In certain petty bourgeois circles, especially after Hitler’s invasion of the Soviet Union in 1941, any criticism of Stalin was seen as aiding the fascists and betraying “real existing socialism.” More complicated problems arose when the US and Mexico entered the war as military allies of Stalin. Moreover, the arrival of many European intellectuals and artists fleeing Hitler—who were increasingly granted political asylum in Mexico from the end of the 1930s, and many of whom were members of Stalinist parties—certainly contributed to an increasingly skeptical and pessimistic climate.

In the postwar period, a host of intellectuals convinced themselves that the victories of the Soviet army, the creation of “socialist” states in Eastern Europe, and the Chinese Revolution in 1949 made Stalin’s crimes an issue of the past. Kahlo apparently gravitated with ease toward such conceptions, collecting signatures in the early 1950s for one of the innumerable Stalinist-supported “peace movements.” Her evolution back toward Stalinism can be explained, but it doesn’t make the reality any more attractive.

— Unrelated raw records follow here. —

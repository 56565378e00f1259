use axum::{
    http::StatusCode,
    response::{IntoResponse, Response},
    Json,
};
use serde_json::json;
use thiserror::Error;

#[derive(Error, Debug)]
pub enum AppError {
    #[error("Authentication error: {0}")]
    Auth(String),

    #[error("Forbidden: {0}")]
    Forbidden(String),

    #[error("Not Found: {0}")]
    NotFound(String),

    #[error("Bad Request: {0}")]
    BadRequest(String),

    #[error("Conflict: {0}")]
    Conflict(String),

    #[error("Internal Server Error: {0}")]
    Internal(String),
}

impl IntoResponse for AppError {
    fn into_response(self) -> Response {
        let (status, message) = match &self {
            AppError::Auth(msg) => (StatusCode::UNAUTHORIZED, msg),
            AppError::Forbidden(msg) => (StatusCode::FORBIDDEN, msg),
            AppError::NotFound(msg) => (StatusCode::NOT_FOUND, msg),
            AppError::BadRequest(msg) => (StatusCode::BAD_REQUEST, msg),
            AppError::Conflict(msg) => (StatusCode::CONFLICT, msg),
            AppError::Internal(msg) => (StatusCode::INTERNAL_SERVER_ERROR, msg),
        };

        tracing::error!("Error: {}: {}", status, message);

        let body = Json(json!({
            "error": message
        }));

        (status, body).into_response()
    }
}
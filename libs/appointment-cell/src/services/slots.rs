// libs/appointment-cell/src/services/slots.rs
use chrono::{DateTime, NaiveDate, Utc};

use crate::models::{AvailabilitySlot, BookedInterval};

pub const OPENING_HOUR: u32 = 9;
pub const CLOSING_HOUR: u32 = 17;
pub const SLOT_MINUTES: u32 = 30;

/// Fixed-grid availability calendar: 16 half-hour slots between 09:00 and
/// 17:00 for the given day. A slot is unavailable when an active
/// appointment's interval contains its start time, or when the start is not
/// strictly in the future. Results are advisory; the authoritative conflict
/// check happens at booking time.
pub fn day_slots(
    date: NaiveDate,
    booked: &[BookedInterval],
    now: DateTime<Utc>,
) -> Vec<AvailabilitySlot> {
    let mut slots = Vec::with_capacity(((CLOSING_HOUR - OPENING_HOUR) * 60 / SLOT_MINUTES) as usize);

    for hour in OPENING_HOUR..CLOSING_HOUR {
        for minute in [0, SLOT_MINUTES] {
            let time = date
                .and_hms_opt(hour, minute, 0)
                .expect("grid times are always valid")
                .and_utc();

            let is_booked = booked
                .iter()
                .any(|apt| apt.scheduled_at <= time && time < apt.end());

            slots.push(AvailabilitySlot {
                time,
                available: !is_booked && time > now,
            });
        }
    }

    slots
}
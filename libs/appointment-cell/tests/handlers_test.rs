// Route-level tests: real router, real auth middleware, in-memory backends.
use std::sync::Arc;

use axum::body::{to_bytes, Body};
use axum::http::{header, Request, StatusCode};
use axum::Router;
use chrono::{DateTime, Duration, Utc};
use serde_json::{json, Value};
use tower::ServiceExt;
use uuid::Uuid;

use appointment_cell::cache::InMemoryAppointmentCache;
use appointment_cell::identity::InMemoryIdentityDirectory;
use appointment_cell::store::InMemoryAppointmentStore;
use appointment_cell::{appointment_routes, AppointmentCellState, SchedulingService};
use shared_utils::test_utils::{JwtTestUtils, TestConfig, TestUser};

struct TestApp {
    router: Router,
    secret: String,
    patient: TestUser,
    doctor: TestUser,
    patient_id: Uuid,
    doctor_id: Uuid,
    directory: Arc<InMemoryIdentityDirectory>,
}

impl TestApp {
    async fn spawn() -> Self {
        let config = TestConfig::default();
        let secret = config.jwt_secret.clone();

        let patient = TestUser::new("patient@example.com", "patient");
        let doctor = TestUser::new("doctor@example.com", "doctor");

        let directory = Arc::new(InMemoryIdentityDirectory::new());
        let patient_id = Uuid::new_v4();
        let doctor_id = Uuid::new_v4();
        directory.add_patient(patient_id, &patient.id).await;
        directory.add_doctor(doctor_id, &doctor.id).await;

        let scheduling = Arc::new(SchedulingService::new(
            Arc::new(InMemoryAppointmentStore::new()),
            Arc::new(InMemoryAppointmentCache::new()),
            directory.clone(),
        ));
        let router = appointment_routes(AppointmentCellState::new(config.to_arc(), scheduling));

        Self {
            router,
            secret,
            patient,
            doctor,
            patient_id,
            doctor_id,
            directory,
        }
    }

    fn token_for(&self, user: &TestUser) -> String {
        JwtTestUtils::create_token(user, &self.secret)
    }

    async fn send(
        &self,
        method: &str,
        uri: &str,
        token: Option<&str>,
        body: Option<Value>,
    ) -> (StatusCode, Value) {
        let mut builder = Request::builder().method(method).uri(uri);
        if let Some(token) = token {
            builder = builder.header(header::AUTHORIZATION, format!("Bearer {token}"));
        }

        let request = match body {
            Some(json) => builder
                .header(header::CONTENT_TYPE, "application/json")
                .body(Body::from(json.to_string()))
                .unwrap(),
            None => builder.body(Body::empty()).unwrap(),
        };

        let response = self.router.clone().oneshot(request).await.unwrap();
        let status = response.status();
        let bytes = to_bytes(response.into_body(), usize::MAX).await.unwrap();
        let json = if bytes.is_empty() {
            Value::Null
        } else {
            serde_json::from_slice(&bytes).unwrap_or(Value::Null)
        };
        (status, json)
    }

    async fn book(&self, token: &str, body: Value) -> (StatusCode, Value) {
        self.send("POST", "/", Some(token), Some(body)).await
    }
}

fn tomorrow_at(hour: u32, minute: u32) -> DateTime<Utc> {
    (Utc::now() + Duration::days(1))
        .date_naive()
        .and_hms_opt(hour, minute, 0)
        .unwrap()
        .and_utc()
}

fn booking_body(patient_id: Uuid, doctor_id: Uuid, start: DateTime<Utc>) -> Value {
    json!({
        "patientId": patient_id,
        "doctorId": doctor_id,
        "scheduledAt": start,
        "reason": "annual checkup",
    })
}

#[tokio::test]
async fn requests_without_a_token_are_unauthorized() {
    let app = TestApp::spawn().await;

    let (status, _) = app.send("GET", "/", None, None).await;
    assert_eq!(status, StatusCode::UNAUTHORIZED);
}

#[tokio::test]
async fn expired_tokens_are_unauthorized() {
    let app = TestApp::spawn().await;
    let token = JwtTestUtils::create_expired_token(&app.patient, &app.secret);

    let (status, _) = app.send("GET", "/", Some(&token), None).await;
    assert_eq!(status, StatusCode::UNAUTHORIZED);
}

#[tokio::test]
async fn patient_books_an_appointment() {
    let app = TestApp::spawn().await;
    let token = app.token_for(&app.patient);

    let (status, body) = app
        .book(&token, booking_body(app.patient_id, app.doctor_id, tomorrow_at(10, 0)))
        .await;

    assert_eq!(status, StatusCode::CREATED);
    assert_eq!(body["status"], "SCHEDULED");
    assert_eq!(body["type"], "IN_PERSON");
    assert_eq!(body["duration"], 30);
    assert_eq!(body["patientId"], json!(app.patient_id));
}

#[tokio::test]
async fn booking_for_someone_else_is_forbidden() {
    let app = TestApp::spawn().await;
    let other_patient_id = Uuid::new_v4();
    app.directory.add_patient(other_patient_id, "someone-else").await;
    let token = app.token_for(&app.patient);

    let (status, body) = app
        .book(&token, booking_body(other_patient_id, app.doctor_id, tomorrow_at(10, 0)))
        .await;

    assert_eq!(status, StatusCode::FORBIDDEN);
    assert!(body["error"].is_string());
}

#[tokio::test]
async fn double_booking_returns_conflict() {
    let app = TestApp::spawn().await;
    let token = app.token_for(&app.patient);
    let body = booking_body(app.patient_id, app.doctor_id, tomorrow_at(10, 0));

    let (status, _) = app.book(&token, body.clone()).await;
    assert_eq!(status, StatusCode::CREATED);

    let (status, _) = app.book(&token, body).await;
    assert_eq!(status, StatusCode::CONFLICT);
}

#[tokio::test]
async fn booking_with_an_unknown_doctor_is_not_found() {
    let app = TestApp::spawn().await;
    let token = app.token_for(&app.patient);

    let (status, _) = app
        .book(&token, booking_body(app.patient_id, Uuid::new_v4(), tomorrow_at(10, 0)))
        .await;
    assert_eq!(status, StatusCode::NOT_FOUND);
}

#[tokio::test]
async fn booking_in_the_past_is_a_bad_request() {
    let app = TestApp::spawn().await;
    let token = app.token_for(&app.patient);

    let (status, _) = app
        .book(
            &token,
            booking_body(app.patient_id, app.doctor_id, Utc::now() - Duration::hours(2)),
        )
        .await;
    assert_eq!(status, StatusCode::BAD_REQUEST);
}

#[tokio::test]
async fn strangers_cannot_read_an_appointment() {
    let app = TestApp::spawn().await;
    let owner_token = app.token_for(&app.patient);

    let (_, created) = app
        .book(&owner_token, booking_body(app.patient_id, app.doctor_id, tomorrow_at(10, 0)))
        .await;
    let uri = format!("/{}", created["id"].as_str().unwrap());

    let stranger = TestUser::new("stranger@example.com", "patient");
    app.directory.add_patient(Uuid::new_v4(), &stranger.id).await;
    let stranger_token = app.token_for(&stranger);

    let (status, _) = app.send("GET", &uri, Some(&stranger_token), None).await;
    assert_eq!(status, StatusCode::FORBIDDEN);

    let (status, _) = app.send("GET", &uri, Some(&owner_token), None).await;
    assert_eq!(status, StatusCode::OK);
}

#[tokio::test]
async fn cancelling_twice_is_a_bad_request() {
    let app = TestApp::spawn().await;
    let token = app.token_for(&app.patient);

    let (_, created) = app
        .book(&token, booking_body(app.patient_id, app.doctor_id, tomorrow_at(10, 0)))
        .await;
    let uri = format!("/{}/cancel", created["id"].as_str().unwrap());
    let reason = json!({ "reason": "schedule conflict" });

    let (status, body) = app.send("PATCH", &uri, Some(&token), Some(reason.clone())).await;
    assert_eq!(status, StatusCode::OK);
    assert_eq!(body["status"], "CANCELLED");
    assert_eq!(body["cancelReason"], "schedule conflict");

    let (status, _) = app.send("PATCH", &uri, Some(&token), Some(reason)).await;
    assert_eq!(status, StatusCode::BAD_REQUEST);
}

#[tokio::test]
async fn confirm_and_complete_are_doctor_operations() {
    let app = TestApp::spawn().await;
    let patient_token = app.token_for(&app.patient);
    let doctor_token = app.token_for(&app.doctor);

    let (_, created) = app
        .book(&patient_token, booking_body(app.patient_id, app.doctor_id, tomorrow_at(10, 0)))
        .await;
    let id = created["id"].as_str().unwrap().to_string();

    let (status, _) = app
        .send("PATCH", &format!("/{id}/confirm"), Some(&patient_token), None)
        .await;
    assert_eq!(status, StatusCode::FORBIDDEN);

    let (status, body) = app
        .send("PATCH", &format!("/{id}/confirm"), Some(&doctor_token), None)
        .await;
    assert_eq!(status, StatusCode::OK);
    assert_eq!(body["status"], "CONFIRMED");

    let (status, body) = app
        .send(
            "PATCH",
            &format!("/{id}/complete"),
            Some(&doctor_token),
            Some(json!({ "notes": "patient doing well" })),
        )
        .await;
    assert_eq!(status, StatusCode::OK);
    assert_eq!(body["status"], "COMPLETED");
    assert_eq!(body["notes"], "patient doing well");
}

#[tokio::test]
async fn rescheduling_through_put_keeps_other_fields() {
    let app = TestApp::spawn().await;
    let token = app.token_for(&app.patient);

    let (_, created) = app
        .book(&token, booking_body(app.patient_id, app.doctor_id, tomorrow_at(10, 0)))
        .await;
    let uri = format!("/{}", created["id"].as_str().unwrap());

    let (status, body) = app
        .send(
            "PUT",
            &uri,
            Some(&token),
            Some(json!({ "scheduledAt": tomorrow_at(15, 0) })),
        )
        .await;

    assert_eq!(status, StatusCode::OK);
    assert_eq!(body["scheduledAt"], json!(tomorrow_at(15, 0)));
    assert_eq!(body["reason"], "annual checkup");
}

#[tokio::test]
async fn availability_lists_the_working_day() {
    let app = TestApp::spawn().await;
    let token = app.token_for(&app.patient);
    let date = (Utc::now() + Duration::days(1)).date_naive();

    app.book(&token, booking_body(app.patient_id, app.doctor_id, tomorrow_at(9, 0)))
        .await;

    let uri = format!("/availability/{}?date={}", app.doctor_id, date);
    let (status, body) = app.send("GET", &uri, Some(&token), None).await;

    assert_eq!(status, StatusCode::OK);
    let slots = body["slots"].as_array().unwrap();
    assert_eq!(slots.len(), 16);
    assert_eq!(slots[0]["available"], false);
    assert_eq!(slots[1]["available"], true);

    let uri = format!("/availability/{}?date={}", Uuid::new_v4(), date);
    let (status, _) = app.send("GET", &uri, Some(&token), None).await;
    assert_eq!(status, StatusCode::NOT_FOUND);
}

#[tokio::test]
async fn listing_returns_only_the_callers_appointments() {
    let app = TestApp::spawn().await;
    let token = app.token_for(&app.patient);

    app.book(&token, booking_body(app.patient_id, app.doctor_id, tomorrow_at(10, 0)))
        .await;

    let other = TestUser::new("other@example.com", "patient");
    let other_id = Uuid::new_v4();
    app.directory.add_patient(other_id, &other.id).await;
    let other_token = app.token_for(&other);
    app.book(&other_token, booking_body(other_id, app.doctor_id, tomorrow_at(11, 0)))
        .await;

    let (status, body) = app.send("GET", "/", Some(&token), None).await;
    assert_eq!(status, StatusCode::OK);
    assert_eq!(body["total"], 1);
    assert_eq!(body["data"].as_array().unwrap().len(), 1);
    assert_eq!(body["data"][0]["patientId"], json!(app.patient_id));
}
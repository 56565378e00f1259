// libs/appointment-cell/src/services/overlap.rs
use chrono::{DateTime, Duration, Utc};

use crate::models::Appointment;

/// Half-open interval overlap test: `[s1, s1+d1)` conflicts with
/// `[s2, s2+d2)` iff `s1 < s2+d2 && s1+d1 > s2`. Touching endpoints do not
/// conflict, so back-to-back appointments are legal.
pub fn intervals_overlap(
    start_a: DateTime<Utc>,
    duration_a: i32,
    start_b: DateTime<Utc>,
    duration_b: i32,
) -> bool {
    let end_a = start_a + Duration::minutes(duration_a as i64);
    let end_b = start_b + Duration::minutes(duration_b as i64);
    start_a < end_b && end_a > start_b
}

/// Scan a doctor's active appointments for one overlapping the candidate
/// interval. Callers pre-filter to SCHEDULED/CONFIRMED records.
pub fn find_conflict(
    candidate_start: DateTime<Utc>,
    candidate_duration: i32,
    existing: &[Appointment],
) -> Option<&Appointment> {
    existing.iter().find(|apt| {
        intervals_overlap(candidate_start, candidate_duration, apt.scheduled_at, apt.duration)
    })
}

#[cfg(test)]
mod tests {
    use super::*;
    use chrono::TimeZone;

    fn at(hour: u32, minute: u32) -> DateTime<Utc> {
        Utc.with_ymd_and_hms(2030, 6, 1, hour, minute, 0).unwrap()
    }

    #[test]
    fn overlapping_intervals_conflict() {
        assert!(intervals_overlap(at(10, 0), 30, at(10, 15), 30));
        assert!(intervals_overlap(at(10, 15), 30, at(10, 0), 30));
    }

    #[test]
    fn containment_conflicts() {
        assert!(intervals_overlap(at(10, 0), 60, at(10, 15), 15));
        assert!(intervals_overlap(at(10, 15), 15, at(10, 0), 60));
    }

    #[test]
    fn touching_endpoints_do_not_conflict() {
        assert!(!intervals_overlap(at(10, 0), 30, at(10, 30), 30));
        assert!(!intervals_overlap(at(10, 30), 30, at(10, 0), 30));
    }

    #[test]
    fn disjoint_intervals_do_not_conflict() {
        assert!(!intervals_overlap(at(9, 0), 30, at(14, 0), 30));
    }

    #[test]
    fn identical_intervals_conflict() {
        assert!(intervals_overlap(at(10, 0), 30, at(10, 0), 30));
    }
}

Kahlo lived in explosive times and under volatile conditions, which can only be sketched here. But even a sketch provides a clue as to the source of her capacity to depict pain, anguish and uncertainty in such a resolute manner. The occasionally shocking brutality of her art combined with an ambivalent, disturbing atmosphere that is often difficult to pinpoint precisely in her pictures. These qualities cannot be reduced merely to earlier civil war experiences, her personal problems, her complicated relationship with Rivera, and her tendency to dwell on the Mexican mentality and its supposed special relationship to death.

It is through her aesthetic confrontation with Mexican tradition, in the context of the great events of the 20th century, that Kahlo manages to transcend folkloric celebration of eternal cycles of nature and the passive dualism of peasant art. The tension in Kahlo’s pictures, with their enigmatic symbols, arises from the shattering of this old dualism through the creation of a harmonic double tone. Her dualism—often depicted in the form of her relationship with Rivera; for example, in Embracing the Universe or Diego, Me and Xolotl (1949)—is strife-torn, occasionally destructive, and a certain mood of hostility underlies the apparent passivity. These pictures cry out for the peace and harmony that are beyond the realm of possibility.

This contrast is also to be found in Kahlo’s “cult of nature”. Symbols of fertility—a lushly rampant, cosmic and natural vitality—stand in contrast to the emblems of her miscarriage and her bodily suffering. Nature and the body become semaphores, as does Frida, by presenting herself interwoven with nature, or merely dressed in traditional Mexican clothing.

Perhaps Frida Kahlo’s most popular portrait is The Broken Column (1944). When one considers the historical background of this and other paintings, it is difficult to look at them and think only of her physical illness. There was something else in her soul that was broken, something that could only be painfully held together with the aid of her art.